Amid EU alarm that the subsidies' "made in America" requirement will hurt European-based energy and auto sectors, the EU is working on its own sets of incentives, such as the Green Deal Industrial Plan, to promote the emerging sector.
"It's great that there is such massive investment in green technologies now," von der Leyen told Biden in the Oval Office. "We want to match it."
A senior US official told reporters that Biden and von der Leyen were discussing how to ensure the two programs complement each other.
The leaders will express "an articulation of a shared approach and a shared set of goals," the official said, speaking on condition of anonymity.

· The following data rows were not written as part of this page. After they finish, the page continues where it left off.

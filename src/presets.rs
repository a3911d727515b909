// 📅 Date-Range Presets - quick filter bounds
// Weeks start on Monday; every bound is canonical YYYY-MM-DD text

use crate::validation::DATE_FORMAT;
use chrono::{Datelike, Duration, Local, NaiveDate};

#[derive(Debug, Clone, Default, PartialEq, Eq)]
pub struct DateRange {
    pub from: String,
    pub to: String,
}

impl DateRange {
    fn between(from: NaiveDate, to: NaiveDate) -> Self {
        DateRange {
            from: format_date(from),
            to: format_date(to),
        }
    }

    pub fn today(reference: NaiveDate) -> Self {
        Self::between(reference, reference)
    }

    pub fn this_week(reference: NaiveDate) -> Self {
        Self::between(start_of_week(reference), reference)
    }

    pub fn this_month(reference: NaiveDate) -> Self {
        let first = reference - Duration::days(i64::from(reference.day0()));
        Self::between(first, reference)
    }

    /// Both bounds empty
    pub fn cleared() -> Self {
        Self::default()
    }
}

/// Monday of the week containing `day`
pub fn start_of_week(day: NaiveDate) -> NaiveDate {
    day - Duration::days(i64::from(day.weekday().num_days_from_monday()))
}

pub fn format_date(day: NaiveDate) -> String {
    day.format(DATE_FORMAT).to_string()
}

/// Today on the local clock
pub fn local_today() -> NaiveDate {
    Local::now().date_naive()
}

#[derive(Debug, Clone, Copy, PartialEq, Eq)]
pub enum QuickRange {
    Today,
    ThisWeek,
    ThisMonth,
    Clear,
}

impl QuickRange {
    pub fn resolve(&self, reference: NaiveDate) -> DateRange {
        match self {
            QuickRange::Today => DateRange::today(reference),
            QuickRange::ThisWeek => DateRange::this_week(reference),
            QuickRange::ThisMonth => DateRange::this_month(reference),
            QuickRange::Clear => DateRange::cleared(),
        }
    }

    pub fn label(&self) -> &str {
        match self {
            QuickRange::Today => "Today",
            QuickRange::ThisWeek => "This Week",
            QuickRange::ThisMonth => "This Month",
            QuickRange::Clear => "Clear",
        }
    }
}

#[cfg(test)]
mod tests {
    use super::*;

    fn day(s: &str) -> NaiveDate {
        NaiveDate::parse_from_str(s, DATE_FORMAT).unwrap()
    }

    #[test]
    fn test_today() {
        let range = DateRange::today(day("2024-05-08"));
        assert_eq!(range.from, "2024-05-08");
        assert_eq!(range.to, "2024-05-08");
    }

    #[test]
    fn test_this_week_from_wednesday() {
        // 2024-05-08 is a Wednesday
        let range = QuickRange::ThisWeek.resolve(day("2024-05-08"));
        assert_eq!(range.from, "2024-05-06");
        assert_eq!(range.to, "2024-05-08");
    }

    #[test]
    fn test_this_week_from_monday_and_sunday() {
        let monday = DateRange::this_week(day("2024-05-06"));
        assert_eq!(monday.from, "2024-05-06");

        // Sunday belongs to the week that started six days earlier
        let sunday = DateRange::this_week(day("2024-05-12"));
        assert_eq!(sunday.from, "2024-05-06");
        assert_eq!(sunday.to, "2024-05-12");
    }

    #[test]
    fn test_this_week_crosses_month_and_year() {
        // 2025-01-01 is a Wednesday
        let range = DateRange::this_week(day("2025-01-01"));
        assert_eq!(range.from, "2024-12-30");
    }

    #[test]
    fn test_this_month() {
        let range = QuickRange::ThisMonth.resolve(day("2024-02-29"));
        assert_eq!(range.from, "2024-02-01");
        assert_eq!(range.to, "2024-02-29");

        let first = DateRange::this_month(day("2024-03-01"));
        assert_eq!(first.from, "2024-03-01");
    }

    #[test]
    fn test_clear() {
        let range = QuickRange::Clear.resolve(day("2024-05-08"));
        assert!(range.from.is_empty());
        assert!(range.to.is_empty());
    }
}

"That isn't going to happen if our incentives and their incentives are misaligned and compete with one another in a zero sum way."
Proof that Brussels and Washington can work together should come in the form of an announcement at the talks Friday of negotiations on the specific area of critical minerals used in electric vehicle batteries.
"Coming out of the meeting, we hope to be able to launch negotiations on a trade agreement on critical minerals and a dialogue on subsequent transparency," White House National Security Council spokesman John Kirby told reporters.
- China differences -
Another difficult area is how to respond to China's increasingly muscular foreign and trade policies.
The White House said that "challenges posed by the People's Republic of China" were to feature prominently in the talks.
Washington has been urging European capitals to take a firmer stand against Beijing -- not just diplomatically, but also economically. However, the EU is keen to avoid rupture with China, leaving the transatlantic allies somewhat divided on how to move forward.
Elvire Fabry, an analyst at the Institut Jacques Delors, a Paris-based think tank, told AFP that the White House session was a chance for von der Leyen to show EU desire to work with Washington, "but not in the position of follower, especially when it comes to China."
"The European position is based on wanting to maintain its own line concerning Beijing."
However, the US official stressed the cohesion between Brussels and Washington on the overall view of the China challenge.
"There is unprecedented alignment between the US and Europe," he said, predicting the two leaders will express "a focus on the need to strengthen our economic security, to respond to concrete threats to economic security" from China.